The authors subsequently revealed that NMUR1 expression in eosinophils is regulated by the special microenvironment of the small intestine and up-regulated under inflammatory conditions by probing the development of NMUR1+ eosinophils and the dynamics of this cell population under inflammatory conditions. In order to explore the function of this special population of NMUR1+ eosinophil activity, the authors found that NMUR1 is involved in maintaining the eosinophil population in the small intestine and regulating eosinophil degranulation activity by constructing a variety of genetically engineered mouse models. Further, constitutive imaging analysis revealed that eosinophil deletion of NMUR1 reduces small intestinal epithelial cuprocyte differentiation and attenuates immunity against parasitic infections.
Finally, the authors used in vivo chemical genetics to manipulate NMU+ neuronal activity and in vitro eosinophil-small intestinal epithelial organoid co-culture system to reveal that eosinophils directly regulate small intestinal cuprocyte differentiation and that NMU-NMUR1 signaling participates in this process by regulating eosinophils.

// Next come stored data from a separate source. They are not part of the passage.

/// Single-row horizontal flex.
#[derive(Debug, Clone)]
pub struct Line {
    flex: FlexLayout,
}

impl Default for Line {
    fn default() -> Self {
        Self::new()
    }
}

impl Line {
    pub fn new() -> Self {
        Self {
            flex: FlexLayout::new(Dir::Horiz),
        }
    }

    pub fn add(&mut self, child: Component) {
        self.flex.add(child);
    }

    pub(crate) fn is_empty(&self) -> bool {
        self.flex.is_empty()
    }

    pub(crate) fn size(&self, width: usize, _height: usize) -> (usize, usize) {
        (width, 1)
    }

    pub(crate) fn render(
        &self,
        frame: &mut Frame<'_, '_>,
        width: usize,
        height: usize,
    ) -> Result<()> {
        // An empty line still occupies its row.
        frame.put(0, 0, ' ');
        let mut region = frame.divide(0, 0, width, height)?;
        self.flex.render(&mut region, width, height)
    }
}

/// Rows and columns between the region edge and the inner content: the
/// border line plus two cells of padding.
const INSET: usize = 3;

/// Bordered pane with padded inner content.
///
/// In a growing region the box takes its height from the inner content, so
/// it needs an inner component there. A focused box draws its border bold.
#[derive(Debug, Clone, Default)]
pub struct BoxLayout {
    inner: Option<Box<Component>>,
    title: Option<String>,
    focused: bool,
}

impl BoxLayout {
    pub fn new() -> Self {
        Self::default()
    }

    pub fn set_inner(&mut self, inner: Component) {
        self.inner = Some(Box::new(inner));
    }

    /// Title drawn into the top border, truncated to the available width.
    pub fn set_title(&mut self, title: impl Into<String>) {
        self.title = Some(title.into());
    }

    pub fn set_focused(&mut self, focused: bool) {
        self.focused = focused;
    }

    pub(crate) fn size(&self, width: usize, height: usize) -> (usize, usize) {
        match &self.inner {
            Some(inner) => {
                let inner_width = width.saturating_sub(INSET * 2);
                let inner_height = if height == GROW {
                    GROW
                } else {
                    height.saturating_sub(INSET * 2)
                };
                let (_, used) = inner.size(inner_width, inner_height);
                let reported = if used == GROW {
                    GROW
                } else {
                    used.saturating_add(INSET * 2)
                };
                (width, reported)
            }
            None => (width, height),
        }
    }

    pub(crate) fn render(
        &self,
        frame: &mut Frame<'_, '_>,
        width: usize,
        height: usize,
    ) -> Result<()> {
        let mut height = height;
        match &self.inner {
            Some(inner) => {
                let inner_width = width.saturating_sub(INSET * 2);
                let inner_height = if height == GROW {
                    GROW
                } else {
                    height.saturating_sub(INSET * 2)
                };
                let region = frame.divide(INSET, INSET, inner_width, inner_height)?;
                let used = region.render_child(inner);
                if inner_height == GROW {
                    height = used.saturating_add(INSET * 2);
                }
            }
            None => {
                if height == GROW {
                    return Err(RenderError::UnboundedBox);
                }
            }
        }
        self.draw_border(frame, width, height);
        Ok(())
    }

    fn draw_border(&self, frame: &mut Frame<'_, '_>, width: usize, height: usize) {
        if width < 2 || height < 2 {
            return;
        }
        let base = frame.style();
        let style = if self.focused {
            base.with_flags(base.flags | StyleFlags::BOLD)
        } else {
            base
        };
        for x in 1..width - 1 {
            frame.put_styled(x, 0, '─', style);
            frame.put_styled(x, height - 1, '─', style);
        }
        for y in 1..height - 1 {
            frame.put_styled(0, y, '│', style);
            frame.put_styled(width - 1, y, '│', style);
        }
        frame.put_styled(0, 0, '┌', style);
        frame.put_styled(width - 1, 0, '┐', style);
        frame.put_styled(0, height - 1, '└', style);
        frame.put_styled(width - 1, height - 1, '┘', style);
        if let Some(title) = &self.title {
            draw_title(frame, width, style, title);
        }
    }
}

fn draw_title(frame: &mut Frame<'_, '_>, width: usize, style: CellStyle, title: &str) {
    let limit = width.saturating_sub(2);
    let mut col = 2;
    for ch in format!(" {title} ").chars() {
        let ch_width = UnicodeWidthChar::width(ch).unwrap_or(0).max(1);
        if col + ch_width > limit {
            break;
        }
        frame.put_styled(col, 0, ch, style);
        col += ch_width;
    }
}
//! Canvas module orchestrator.
//!
//! Cell grids that components draw into: an in-memory canvas for off-screen
//! work, translated sub-views, and the adapter over the live screen buffer.

mod core;

pub use core::{Canvas, Cell, GROW, ScreenCanvas, SubCanvas, TempCanvas};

Overall, this study reveals that NMU-NMUR1 signaling specifically drives small intestinal eosinophils to undergo adaptive changes at the transcriptional, protein, and functional levels and regulates small intestinal epithelial cell differentiation in both homeostatic and inflammatory states. This study provides new insights into the interactions between the neural-immune-epithelial system and opens up new ideas for understanding the new functions of eosinophils and the study of related clinical diseases.

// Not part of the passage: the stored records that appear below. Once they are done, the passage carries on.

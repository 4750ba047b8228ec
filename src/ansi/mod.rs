//! Translation of ANSI escape sequences into style tags.
//!
//! Process output captured from build tools arrives full of SGR sequences.
//! The translator rewrites those into the `[fg:bg:flags]` tag form the text
//! components understand and drops every other escape sequence, so captured
//! output can be fed straight into a text area without leaking control bytes
//! to the terminal.
//!
//! The parser is a small state machine fed by chunks; sequences split across
//! chunk boundaries keep translating correctly.

#[derive(Debug, Clone, Copy, PartialEq, Eq, Default)]
enum State {
    #[default]
    Text,
    Escape,
    ControlSequence,
    Substring,
}

/// Streaming ANSI-to-tag translator.
#[derive(Debug, Clone, Default)]
pub struct AnsiTranslator {
    state: State,
    csi_parameter: String,
    csi_intermediate: String,
}

impl AnsiTranslator {
    pub fn new() -> Self {
        Self::default()
    }

    /// Translate one chunk of input, appending the result to `out`.
    pub fn translate(&mut self, input: &str, out: &mut String) {
        for ch in input.chars() {
            match self.state {
                State::Text => {
                    if ch == '\x1b' {
                        self.state = State::Escape;
                    } else {
                        out.push(ch);
                    }
                }
                State::Escape => match ch {
                    '[' => {
                        self.csi_parameter.clear();
                        self.csi_intermediate.clear();
                        self.state = State::ControlSequence;
                    }
                    'c' => {
                        out.push_str("[-:-:-]");
                        self.state = State::Text;
                    }
                    'P' | ']' | 'X' | '^' | '_' => self.state = State::Substring,
                    _ => self.state = State::Text,
                },
                State::Substring => {
                    // String sequences run until the next escape.
                    if ch == '\x1b' {
                        self.state = State::Escape;
                    }
                }
                State::ControlSequence => match ch {
                    '\x30'..='\x3f' => self.csi_parameter.push(ch),
                    '\x20'..='\x2f' => self.csi_intermediate.push(ch),
                    '\x40'..='\x7e' => {
                        self.dispatch_csi(ch, out);
                        self.state = State::Text;
                    }
                    _ => self.state = State::Text,
                },
            }
        }
    }

    fn dispatch_csi(&self, final_byte: char, out: &mut String) {
        match final_byte {
            'E' => {
                let mut count: usize = self.csi_parameter.parse().unwrap_or(0);
                if count == 0 {
                    count = 1;
                }
                for _ in 0..count {
                    out.push('\n');
                }
            }
            'm' => translate_sgr(&self.csi_parameter, out),
            _ => {}
        }
    }
}

/// One-shot translation of a complete string.
pub fn translate_ansi(text: &str) -> String {
    let mut out = String::with_capacity(text.len());
    AnsiTranslator::new().translate(text, &mut out);
    out
}

fn translate_sgr(parameter: &str, out: &mut String) {
    let fields: Vec<&str> = parameter.split(';').collect();
    if fields.len() == 1 && fields[0] == "0" {
        out.push_str("[-:-:-]");
        return;
    }

    let mut foreground = String::new();
    let mut background = String::new();
    let mut attributes = String::new();
    let mut clear_attributes = false;

    let mut index = 0;
    while index < fields.len() {
        let field = fields[index];
        let mut consumed = 0;
        match field {
            "1" | "01" => attributes.push('b'),
            "2" | "02" => attributes.push('d'),
            "4" | "04" => attributes.push('u'),
            "5" | "05" => attributes.push('l'),
            "7" | "07" => attributes.push('r'),
            "22" | "24" | "25" | "27" => clear_attributes = true,
            "30" | "31" | "32" | "33" | "34" | "35" | "36" | "37" => {
                let number: usize = field.parse().unwrap_or(0);
                foreground = lookup_color(number.saturating_sub(30), false).to_string();
            }
            "40" | "41" | "42" | "43" | "44" | "45" | "46" | "47" => {
                let number: usize = field.parse().unwrap_or(0);
                background = lookup_color(number.saturating_sub(40), false).to_string();
            }
            "90" | "91" | "92" | "93" | "94" | "95" | "96" | "97" => {
                let number: usize = field.parse().unwrap_or(0);
                foreground = lookup_color(number.saturating_sub(90), true).to_string();
            }
            "100" | "101" | "102" | "103" | "104" | "105" | "106" | "107" => {
                let number: usize = field.parse().unwrap_or(0);
                background = lookup_color(number.saturating_sub(100), true).to_string();
            }
            "38" | "48" => {
                let (color, used) = extended_color(&fields[index + 1..]);
                consumed = used;
                if let Some(color) = color {
                    if field == "38" {
                        foreground = color;
                    } else {
                        background = color;
                    }
                }
            }
            _ => {}
        }
        index += 1 + consumed;
    }

    if !attributes.is_empty() {
        attributes = format!(":{attributes}");
    } else if clear_attributes {
        attributes = ":-".to_string();
    }

    if !foreground.is_empty() || !background.is_empty() || !attributes.is_empty() {
        out.push_str(&format!("[{foreground}:{background}{attributes}]"));
    }
}

/// Resolve a `38;…`/`48;…` extended color spec, returning the color and how
/// many fields beyond the introducer it consumed.
fn extended_color(rest: &[&str]) -> (Option<String>, usize) {
    match rest.first() {
        Some(&"5") if rest.len() >= 2 => {
            let number: usize = rest[1].parse().unwrap_or(0);
            (palette_256(number), 2)
        }
        Some(&"2") if rest.len() >= 4 => {
            let red = component(rest[1]);
            let green = component(rest[2]);
            let blue = component(rest[3]);
            (Some(format!("#{red:02x}{green:02x}{blue:02x}")), 4)
        }
        _ => (None, 0),
    }
}

fn component(field: &str) -> u8 {
    field.parse::<usize>().unwrap_or(0).min(255) as u8
}

fn palette_256(number: usize) -> Option<String> {
    if number <= 7 {
        Some(lookup_color(number, false).to_string())
    } else if number <= 15 {
        Some(lookup_color(number - 8, true).to_string())
    } else if number <= 231 {
        let red = (number - 16) / 36;
        let green = ((number - 16) / 6) % 6;
        let blue = (number - 16) % 6;
        Some(format!(
            "#{:02x}{:02x}{:02x}",
            255 * red / 5,
            255 * green / 5,
            255 * blue / 5
        ))
    } else if number <= 255 {
        let grey = 255 * (number - 232) / 23;
        Some(format!("#{grey:02x}{grey:02x}{grey:02x}"))
    } else {
        None
    }
}

const PALETTE: [&str; 16] = [
    "black", "red", "green", "yellow", "blue", "magenta", "cyan", "white", "#7f7f7f", "#ff0000",
    "#00ff00", "#ffff00", "#5c5cff", "#ff00ff", "#00ffff", "#ffffff",
];

fn lookup_color(number: usize, bright: bool) -> &'static str {
    if number > 7 {
        return "black";
    }
    let index = if bright { number + 8 } else { number };
    PALETTE[index]
}

#[cfg(test)]
mod tests {
    use super::*;
    use crate::canvas::Canvas;
    use crate::component::tagged_text;
    use crate::render::render_component;
    use crate::runtime::StateRegistry;
    use crate::style::Color;

    #[test]
    fn plain_text_passes_through() {
        assert_eq!(translate_ansi("deploying api"), "deploying api");
    }

    #[test]
    fn resets_become_clear_tags() {
        assert_eq!(translate_ansi("\x1b[0mok"), "[-:-:-]ok");
        assert_eq!(translate_ansi("\x1bcok"), "[-:-:-]ok");
    }

    #[test]
    fn an_empty_sgr_translates_to_nothing() {
        assert_eq!(translate_ansi("\x1b[mok"), "ok");
    }

    #[test]
    fn named_colors_translate_to_palette_words() {
        assert_eq!(translate_ansi("\x1b[31;44mx"), "[red:blue]x");
        assert_eq!(translate_ansi("\x1b[32mok"), "[green:]ok");
        assert_eq!(translate_ansi("\x1b[45mx"), "[:magenta]x");
    }

    #[test]
    fn bright_colors_translate_to_hex_values() {
        assert_eq!(translate_ansi("\x1b[91mx"), "[#ff0000:]x");
        assert_eq!(translate_ansi("\x1b[104mx"), "[:#5c5cff]x");
    }

    #[test]
    fn attributes_collect_into_the_flags_section() {
        assert_eq!(translate_ansi("\x1b[1;4mx"), "[::bu]x");
        assert_eq!(translate_ansi("\x1b[7mx"), "[::r]x");
    }

    #[test]
    fn attribute_clears_reset_the_flags_section() {
        assert_eq!(translate_ansi("\x1b[22mx"), "[::-]x");
        // A clear combined with new attributes is just the replacement.
        assert_eq!(translate_ansi("\x1b[22;1mx"), "[::b]x");
    }

    #[test]
    fn palette_256_colors_translate() {
        assert_eq!(translate_ansi("\x1b[38;5;1mx"), "[red:]x");
        assert_eq!(translate_ansi("\x1b[38;5;12mx"), "[#5c5cff:]x");
        assert_eq!(translate_ansi("\x1b[38;5;196mx"), "[#ff0000:]x");
        assert_eq!(translate_ansi("\x1b[38;5;110mx"), "[#6699cc:]x");
        assert_eq!(translate_ansi("\x1b[48;5;240mx"), "[:#585858]x");
        assert_eq!(translate_ansi("\x1b[38;5;300mx"), "x");
    }

    #[test]
    fn truecolor_translates_to_hex() {
        assert_eq!(translate_ansi("\x1b[48;2;10;20;30mx"), "[:#0a141e]x");
        assert_eq!(translate_ansi("\x1b[38;2;255;300;0mx"), "[#ffff00:]x");
    }

    #[test]
    fn extended_color_fields_are_not_reprocessed() {
        // The 5 and 196 belong to the color spec, not to blink or anything else.
        assert_eq!(translate_ansi("\x1b[38;5;196;1mx"), "[#ff0000::b]x");
    }

    #[test]
    fn next_line_sequences_become_newlines() {
        assert_eq!(translate_ansi("a\x1b[2Eb"), "a\n\nb");
        assert_eq!(translate_ansi("a\x1b[Eb"), "a\nb");
    }

    #[test]
    fn unsupported_sequences_are_dropped() {
        assert_eq!(translate_ansi("\x1b[2Jok"), "ok");
        assert_eq!(translate_ansi("\x1b[?25lok"), "ok");
        assert_eq!(translate_ansi("\x1b(Bok"), "Bok");
    }

    #[test]
    fn string_sequences_run_until_the_next_escape() {
        assert_eq!(translate_ansi("\x1b]2;title\x1b\\ok"), "ok");
    }

    #[test]
    fn sequences_split_across_chunks_still_translate() {
        let mut translator = AnsiTranslator::new();
        let mut out = String::new();
        translator.translate("a\x1b[3", &mut out);
        translator.translate("1mb", &mut out);
        assert_eq!(out, "a[red:]b");
    }

    #[test]
    fn translated_text_renders_with_the_decoded_color() {
        let translated = translate_ansi("\x1b[31mfail\x1b[0m ok");
        let mut registry = StateRegistry::default();
        let canvas =
            render_component(&tagged_text(&translated), 7, 1, &mut registry).expect("renders");

        assert_eq!(canvas.cell(0, 0).ch, 'f');
        assert_eq!(canvas.cell(0, 0).style.fg, Color::Red);
        assert_eq!(canvas.cell(5, 0).ch, 'o');
        assert_eq!(canvas.cell(5, 0).style.fg, Color::Default);
    }
}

Xu Heping Research Institute of Westlake University is the corresponding author of the paper, and Li Yu (Class of 2019), a PhD student in the joint training program of Westlake University-Zhejiang University, is the first author of the paper. The big data analysis work was done by Shaorui Liu; Kewen Zhou (class of 2022), a doctoral student at Westlake University, made significant contributions to the project advancement in imaging and sequencing; and the clinical sample study was done in collaboration with the team of Yan Chen, director of the Department of Gastroenterology at the Second Hospital Affiliated to the School of Medicine of Zhejiang University.